▶ _What is being asked_: Pick each line containing the word "Item" out of the data below.

[Opening Extracted material section]

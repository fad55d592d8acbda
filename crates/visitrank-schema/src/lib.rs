//! Canonical data model for the visitrank pipeline.
//!
//! Defines parsed rows, normalized visit keys, per-department tallies, daily
//! groups, ranked daily results, and run statistics.
//! All other crates depend on these types.

pub mod stats;
pub mod tally;
pub mod visit;
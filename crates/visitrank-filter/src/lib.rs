//! Filtering stages for visitrank.
//!
//! Two pure predicates: the validity filter drops visits whose date did not
//! normalize, the completeness filter drops days with too few ranked
//! departments. Neither has side effects.

use visitrank_schema::tally::DailyTop;
use visitrank_schema::visit::{NormalizedVisit, VisitKey};

/// Departments a day needs before it is reported.
pub const DEFAULT_MIN_DEPARTMENTS: usize = 3;

/// True when the visit has a canonical date.
pub fn is_valid(visit: &NormalizedVisit) -> bool {
    visit.has_date()
}

/// Keep visits with a date and turn them into counting keys.
pub fn valid_keys<I>(visits: I) -> impl Iterator<Item = VisitKey>
where
    I: IntoIterator<Item = NormalizedVisit>,
{
    visits.into_iter().filter_map(NormalizedVisit::into_key)
}

/// Keeps days with at least `min_departments` ranked tallies.
#[derive(Clone, Copy, Debug, PartialEq, Eq)]
pub struct CompletenessFilter {
    pub min_departments: usize,
}

impl Default for CompletenessFilter {
    fn default() -> Self {
        Self::new(DEFAULT_MIN_DEPARTMENTS)
    }
}

impl CompletenessFilter {
    pub fn new(min_departments: usize) -> Self {
        Self { min_departments }
    }

    pub fn accepts(&self, top: &DailyTop) -> bool {
        top.len() >= self.min_departments
    }

    /// Split results into the kept days and the number dropped.
    pub fn apply(&self, results: Vec<DailyTop>) -> (Vec<DailyTop>, usize) {
        let before = results.len();
        let kept: Vec<DailyTop> = results.into_iter().filter(|t| self.accepts(t)).collect();
        let dropped = before - kept.len();
        (kept, dropped)
    }
}
//! Visit counting for visitrank.
//!
//! [`DailyDepartmentCounter`] maps each (date, department) key to the number
//! of visits seen for it. Counts only ever grow by addition, so partial
//! counters built over disjoint slices of the input merge into the same
//! totals a single pass would produce.
//!
//! The counter also remembers the order in which keys were first seen. Rank
//! ties downstream are broken by that order.

use std::collections::HashMap;
use visitrank_schema::tally::CountEntry;
use visitrank_schema::visit::VisitKey;

/// Counts keyed by (date, department), in first-seen order.
#[derive(Debug, Clone, Default, PartialEq, Eq)]
pub struct DailyDepartmentCounter {
    index: HashMap<VisitKey, usize>,
    entries: Vec<CountEntry>,
}

impl DailyDepartmentCounter {
    /// Create an empty counter
    pub fn new() -> Self {
        Self::default()
    }

    /// Record one visit for `key`
    pub fn inc(&mut self, key: VisitKey) {
        self.inc_by(key, 1);
    }

    /// Record `amount` visits for `key`.
    ///
    /// A zero amount never creates a key.
    pub fn inc_by(&mut self, key: VisitKey, amount: u64) {
        if amount == 0 {
            return;
        }
        match self.index.get(&key) {
            Some(&slot) => self.entries[slot].count += amount,
            None => {
                self.index.insert(key.clone(), self.entries.len());
                self.entries.push(CountEntry::new(key, amount));
            }
        }
    }

    /// Count for `key`, zero if never seen
    pub fn get(&self, key: &VisitKey) -> u64 {
        self.index
            .get(key)
            .map(|&slot| self.entries[slot].count)
            .unwrap_or(0)
    }

    /// Number of distinct keys
    pub fn len(&self) -> usize {
        self.entries.len()
    }

    pub fn is_empty(&self) -> bool {
        self.entries.is_empty()
    }

    /// Sum of all counts
    pub fn total(&self) -> u64 {
        self.entries.iter().map(|e| e.count).sum()
    }

    /// Entries in first-seen order
    pub fn entries(&self) -> &[CountEntry] {
        &self.entries
    }

    pub fn into_entries(self) -> Vec<CountEntry> {
        self.entries
    }

    /// Add another counter's totals into this one.
    ///
    /// Keys already present keep their position; keys new to `self` are
    /// appended in `other`'s order. Merging partial counters in input order
    /// therefore reproduces the first-seen order of a single pass.
    pub fn merge(&mut self, other: DailyDepartmentCounter) {
        for entry in other.entries {
            self.inc_by(entry.key, entry.count);
        }
    }
}

impl FromIterator<VisitKey> for DailyDepartmentCounter {
    fn from_iter<T: IntoIterator<Item = VisitKey>>(iter: T) -> Self {
        let mut counter = Self::new();
        counter.extend(iter);
        counter
    }
}

impl Extend<VisitKey> for DailyDepartmentCounter {
    fn extend<T: IntoIterator<Item = VisitKey>>(&mut self, iter: T) {
        for key in iter {
            self.inc(key);
        }
    }
}
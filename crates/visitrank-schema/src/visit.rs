use chrono::NaiveDate;
use serde::{Deserialize, Serialize};
use std::fmt;

/// `YYYY-MM-DD`, the only date shape that leaves the normalizer.
pub const CANONICAL_DATE_FORMAT: &str = "%Y-%m-%d";

/// Render a date in canonical `YYYY-MM-DD` form.
pub fn canonical_date(date: NaiveDate) -> String {
    date.format(CANONICAL_DATE_FORMAT).to_string()
}

/// One input line split into positional fields.
///
/// Borrowed from the source line; dropped as soon as the two fields of
/// interest have been pulled out.
#[derive(Clone, Debug, PartialEq, Eq)]
pub struct RawRecord<'a> {
    /// 1-based line number in the source, header included.
    pub line: usize,
    pub fields: Vec<&'a str>,
}

impl<'a> RawRecord<'a> {
    pub fn new(line: usize, fields: Vec<&'a str>) -> Self {
        Self { line, fields }
    }

    pub fn field(&self, index: usize) -> Option<&'a str> {
        self.fields.get(index).copied()
    }

    pub fn len(&self) -> usize {
        self.fields.len()
    }

    pub fn is_empty(&self) -> bool {
        self.fields.is_empty()
    }
}

/// A visit after date normalization, before the validity filter.
///
/// `date` is `None` when no known format matched.
#[derive(Clone, Debug, PartialEq, Eq)]
pub struct NormalizedVisit {
    pub date: Option<NaiveDate>,
    pub department: String,
}

impl NormalizedVisit {
    pub fn new(date: Option<NaiveDate>, department: impl Into<String>) -> Self {
        Self {
            date,
            department: department.into(),
        }
    }

    pub fn has_date(&self) -> bool {
        self.date.is_some()
    }

    /// Drop the visit if it has no date, otherwise turn it into a counting key.
    pub fn into_key(self) -> Option<VisitKey> {
        let date = self.date?;
        Some(VisitKey {
            date,
            department: self.department,
        })
    }
}

/// Composite counting key: one calendar day, one department.
#[derive(Clone, Debug, PartialEq, Eq, Hash, PartialOrd, Ord, Serialize, Deserialize)]
pub struct VisitKey {
    pub date: NaiveDate,
    pub department: String,
}

impl VisitKey {
    pub fn new(date: NaiveDate, department: impl Into<String>) -> Self {
        Self {
            date,
            department: department.into(),
        }
    }
}

impl fmt::Display for VisitKey {
    fn fmt(&self, f: &mut fmt::Formatter<'_>) -> fmt::Result {
        write!(f, "{}/{}", canonical_date(self.date), self.department)
    }
}
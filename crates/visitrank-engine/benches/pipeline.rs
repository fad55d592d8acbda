use criterion::{Criterion, black_box, criterion_group, criterion_main};
use visitrank_engine::{PipelineOptions, run_pipeline};
use visitrank_ports::SourceLine;

const DEPARTMENTS: [&str; 8] = [
    "Cardiology",
    "ER",
    "ICU",
    "Neurology",
    "Oncology",
    "Pediatrics",
    "Radiology",
    "Surgery",
];

fn synthetic_lines(n: usize) -> Vec<SourceLine> {
    (0..n)
        .map(|i| {
            let dept = DEPARTMENTS[(i * 7) % DEPARTMENTS.len()];
            let day = i % 28 + 1;
            let text = if i % 2 == 0 {
                format!("{i},p{i},40,{dept},{day:02}-03-2024")
            } else {
                format!("{i},p{i},40,{dept},{day:02}/03/2024")
            };
            SourceLine::new(i + 2, text)
        })
        .collect()
}

fn bench_pipeline(c: &mut Criterion) {
    let lines = synthetic_lines(100_000);
    for workers in [1, 4] {
        let options = PipelineOptions::default().with_workers(workers);
        c.bench_function(&format!("run_pipeline_100k_w{workers}"), |b| {
            b.iter(|| run_pipeline(black_box(&lines), &options))
        });
    }
}

criterion_group!(benches, bench_pipeline);
criterion_main!(benches);
//! Top-N ranking for visitrank.
//!
//! Picks the `n` tallies with the highest counts using a bounded min-heap.
//! Among equal counts the tally that comes first in the input wins, both for
//! membership in the top `n` and for its place in the output.

use std::cmp::{Ordering, Reverse};
use std::collections::BinaryHeap;
use visitrank_schema::tally::{DailyGroup, DailyTop, DepartmentTally};

/// Departments reported per day when nothing else is configured.
pub const DEFAULT_TOP_N: usize = 3;

/// Heap entry: higher count is better, then earlier position.
#[derive(Debug, Clone, Copy, PartialEq, Eq)]
struct Candidate {
    count: u64,
    position: usize,
}

impl Ord for Candidate {
    fn cmp(&self, other: &Self) -> Ordering {
        self.count
            .cmp(&other.count)
            .then_with(|| other.position.cmp(&self.position))
    }
}

impl PartialOrd for Candidate {
    fn partial_cmp(&self, other: &Self) -> Option<Ordering> {
        Some(self.cmp(other))
    }
}

/// The `n` largest tallies, count descending, ties in input order.
///
/// Returns every tally (sorted) when there are fewer than `n`.
pub fn top_n(tallies: &[DepartmentTally], n: usize) -> Vec<DepartmentTally> {
    if n == 0 {
        return Vec::new();
    }

    // Min-heap of the best `n` seen so far; the root is the weakest keeper.
    let mut heap: BinaryHeap<Reverse<Candidate>> = BinaryHeap::with_capacity(n + 1);
    for (position, tally) in tallies.iter().enumerate() {
        heap.push(Reverse(Candidate {
            count: tally.count,
            position,
        }));
        if heap.len() > n {
            heap.pop();
        }
    }

    // Ascending order of Reverse<_> is descending order of Candidate.
    heap.into_sorted_vec()
        .into_iter()
        .map(|Reverse(c)| tallies[c.position].clone())
        .collect()
}

/// Applies [`top_n`] to whole daily groups.
#[derive(Debug, Clone, Copy, PartialEq, Eq)]
pub struct TopNRanker {
    pub n: usize,
}

impl Default for TopNRanker {
    fn default() -> Self {
        Self::new(DEFAULT_TOP_N)
    }
}

impl TopNRanker {
    pub fn new(n: usize) -> Self {
        Self { n }
    }

    pub fn rank(&self, group: &DailyGroup) -> DailyTop {
        DailyTop::new(group.date, top_n(&group.tallies, self.n))
    }

    pub fn rank_all<I>(&self, groups: I) -> Vec<DailyTop>
    where
        I: IntoIterator<Item = DailyGroup>,
    {
        groups.into_iter().map(|g| self.rank(&g)).collect()
    }
}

[Closing Extracted material section]

▶ _Expected answer_:
pub fn valid_keys<I>(visits: I) -> impl Iterator<Item = VisitKey>
    I: IntoIterator<Item = NormalizedVisit>,
    fn from_iter<T: IntoIterator<Item = VisitKey>>(iter: T) -> Self {
    fn extend<T: IntoIterator<Item = VisitKey>>(&mut self, iter: T) {
        I: IntoIterator<Item = DailyGroup>,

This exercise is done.